Activity
The answer should consist of each line from the data below that includes "views".

----- Records provided -----

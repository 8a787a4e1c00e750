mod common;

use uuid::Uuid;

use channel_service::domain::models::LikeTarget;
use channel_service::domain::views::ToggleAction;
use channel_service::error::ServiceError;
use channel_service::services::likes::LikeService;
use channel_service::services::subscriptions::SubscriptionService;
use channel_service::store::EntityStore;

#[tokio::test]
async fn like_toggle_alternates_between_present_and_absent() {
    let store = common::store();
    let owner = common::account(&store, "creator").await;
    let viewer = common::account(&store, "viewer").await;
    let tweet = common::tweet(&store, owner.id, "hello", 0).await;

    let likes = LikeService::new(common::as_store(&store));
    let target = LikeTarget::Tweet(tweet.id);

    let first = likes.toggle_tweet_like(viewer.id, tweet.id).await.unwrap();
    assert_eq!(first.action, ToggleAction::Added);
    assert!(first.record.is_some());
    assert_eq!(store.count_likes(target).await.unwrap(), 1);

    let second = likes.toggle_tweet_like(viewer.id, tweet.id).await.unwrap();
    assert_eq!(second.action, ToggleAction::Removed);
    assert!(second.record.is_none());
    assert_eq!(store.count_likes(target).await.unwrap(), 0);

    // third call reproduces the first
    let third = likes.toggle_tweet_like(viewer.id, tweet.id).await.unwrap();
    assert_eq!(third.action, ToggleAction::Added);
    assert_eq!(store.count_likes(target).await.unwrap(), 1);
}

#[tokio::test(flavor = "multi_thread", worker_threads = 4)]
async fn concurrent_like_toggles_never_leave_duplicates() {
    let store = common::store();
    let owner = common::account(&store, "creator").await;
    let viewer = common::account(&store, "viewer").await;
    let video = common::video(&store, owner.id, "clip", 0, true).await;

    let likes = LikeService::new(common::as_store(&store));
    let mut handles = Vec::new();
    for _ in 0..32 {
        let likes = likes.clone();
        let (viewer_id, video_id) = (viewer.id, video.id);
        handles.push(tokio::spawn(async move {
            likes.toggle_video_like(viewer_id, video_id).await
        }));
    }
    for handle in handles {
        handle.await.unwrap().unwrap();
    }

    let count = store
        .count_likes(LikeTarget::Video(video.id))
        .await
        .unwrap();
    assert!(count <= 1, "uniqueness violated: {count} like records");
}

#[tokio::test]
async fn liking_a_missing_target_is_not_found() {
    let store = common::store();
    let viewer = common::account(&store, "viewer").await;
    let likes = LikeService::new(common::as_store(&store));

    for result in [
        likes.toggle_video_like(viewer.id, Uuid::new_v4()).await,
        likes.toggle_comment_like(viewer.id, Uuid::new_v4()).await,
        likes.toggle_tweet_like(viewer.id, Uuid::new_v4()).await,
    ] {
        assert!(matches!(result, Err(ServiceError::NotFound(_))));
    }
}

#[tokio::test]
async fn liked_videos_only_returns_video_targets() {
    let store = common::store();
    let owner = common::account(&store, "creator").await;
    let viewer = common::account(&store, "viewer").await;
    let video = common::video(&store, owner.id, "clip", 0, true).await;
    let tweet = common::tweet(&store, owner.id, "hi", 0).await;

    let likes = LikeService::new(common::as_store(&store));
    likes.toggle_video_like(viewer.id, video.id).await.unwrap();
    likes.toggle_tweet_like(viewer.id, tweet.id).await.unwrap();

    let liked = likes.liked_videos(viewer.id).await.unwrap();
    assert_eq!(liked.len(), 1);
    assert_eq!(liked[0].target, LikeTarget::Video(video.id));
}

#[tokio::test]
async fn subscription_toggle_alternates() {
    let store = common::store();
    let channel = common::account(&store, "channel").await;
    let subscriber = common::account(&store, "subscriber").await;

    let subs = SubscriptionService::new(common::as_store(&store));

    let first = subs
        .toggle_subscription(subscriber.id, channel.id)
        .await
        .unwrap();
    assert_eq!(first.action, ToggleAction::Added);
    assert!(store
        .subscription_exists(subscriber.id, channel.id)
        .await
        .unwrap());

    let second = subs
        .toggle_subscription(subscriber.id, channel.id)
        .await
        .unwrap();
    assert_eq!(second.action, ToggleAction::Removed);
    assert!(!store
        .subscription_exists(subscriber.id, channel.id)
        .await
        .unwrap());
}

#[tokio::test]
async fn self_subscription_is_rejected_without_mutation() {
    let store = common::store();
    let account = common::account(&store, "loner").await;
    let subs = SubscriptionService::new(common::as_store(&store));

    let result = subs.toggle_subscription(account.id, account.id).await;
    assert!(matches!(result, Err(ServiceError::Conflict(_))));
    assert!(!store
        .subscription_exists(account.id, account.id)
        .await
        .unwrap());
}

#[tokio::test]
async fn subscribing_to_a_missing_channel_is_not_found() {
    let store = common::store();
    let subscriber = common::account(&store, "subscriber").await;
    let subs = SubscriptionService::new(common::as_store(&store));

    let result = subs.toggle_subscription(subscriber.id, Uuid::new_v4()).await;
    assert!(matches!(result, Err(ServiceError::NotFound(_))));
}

-----
----- Records provided -----

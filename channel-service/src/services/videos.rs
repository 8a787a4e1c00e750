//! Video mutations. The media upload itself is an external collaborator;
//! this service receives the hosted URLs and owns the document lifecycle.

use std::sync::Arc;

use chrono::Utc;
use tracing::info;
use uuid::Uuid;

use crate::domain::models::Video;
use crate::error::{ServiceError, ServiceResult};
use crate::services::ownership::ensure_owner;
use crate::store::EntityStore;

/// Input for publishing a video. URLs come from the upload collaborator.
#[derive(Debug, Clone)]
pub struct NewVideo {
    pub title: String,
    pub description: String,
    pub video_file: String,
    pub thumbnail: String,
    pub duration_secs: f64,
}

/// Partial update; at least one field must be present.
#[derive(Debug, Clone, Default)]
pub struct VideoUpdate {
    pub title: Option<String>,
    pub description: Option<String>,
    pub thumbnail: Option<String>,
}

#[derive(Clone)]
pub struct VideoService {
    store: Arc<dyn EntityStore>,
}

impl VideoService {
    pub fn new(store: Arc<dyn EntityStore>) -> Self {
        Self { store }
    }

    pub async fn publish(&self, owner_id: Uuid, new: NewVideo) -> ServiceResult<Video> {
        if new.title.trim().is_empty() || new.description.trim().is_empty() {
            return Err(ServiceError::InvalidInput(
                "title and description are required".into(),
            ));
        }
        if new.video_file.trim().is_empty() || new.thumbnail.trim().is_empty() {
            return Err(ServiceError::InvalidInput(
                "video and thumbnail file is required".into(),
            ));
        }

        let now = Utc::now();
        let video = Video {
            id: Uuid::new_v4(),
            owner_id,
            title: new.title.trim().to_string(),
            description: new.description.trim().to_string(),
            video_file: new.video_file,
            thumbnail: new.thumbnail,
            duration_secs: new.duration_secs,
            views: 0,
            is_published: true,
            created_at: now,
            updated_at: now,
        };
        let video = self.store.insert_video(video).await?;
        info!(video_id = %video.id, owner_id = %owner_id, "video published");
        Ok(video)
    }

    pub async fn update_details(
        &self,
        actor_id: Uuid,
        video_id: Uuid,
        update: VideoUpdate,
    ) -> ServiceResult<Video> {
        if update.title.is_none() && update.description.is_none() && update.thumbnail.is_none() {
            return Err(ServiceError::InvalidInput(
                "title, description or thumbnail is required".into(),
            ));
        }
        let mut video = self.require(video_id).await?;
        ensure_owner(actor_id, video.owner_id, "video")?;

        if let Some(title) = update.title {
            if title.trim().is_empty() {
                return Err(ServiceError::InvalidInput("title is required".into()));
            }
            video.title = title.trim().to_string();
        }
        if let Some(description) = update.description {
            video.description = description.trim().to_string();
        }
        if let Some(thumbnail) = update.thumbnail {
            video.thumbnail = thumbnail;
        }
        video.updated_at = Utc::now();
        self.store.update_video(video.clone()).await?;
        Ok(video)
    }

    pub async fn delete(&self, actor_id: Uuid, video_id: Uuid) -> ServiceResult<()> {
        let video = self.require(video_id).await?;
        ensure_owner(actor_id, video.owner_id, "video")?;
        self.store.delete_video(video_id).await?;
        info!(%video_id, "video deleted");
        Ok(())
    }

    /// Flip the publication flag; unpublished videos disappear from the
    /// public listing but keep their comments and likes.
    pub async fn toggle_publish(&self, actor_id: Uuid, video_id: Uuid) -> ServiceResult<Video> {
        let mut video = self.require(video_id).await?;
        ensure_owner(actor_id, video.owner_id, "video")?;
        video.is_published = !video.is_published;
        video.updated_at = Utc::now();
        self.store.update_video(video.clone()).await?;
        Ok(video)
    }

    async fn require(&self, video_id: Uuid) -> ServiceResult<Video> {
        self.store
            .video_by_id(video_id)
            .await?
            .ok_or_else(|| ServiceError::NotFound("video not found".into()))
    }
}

-----

Task output
use channel_service::domain::views::ToggleAction;
            views: 0,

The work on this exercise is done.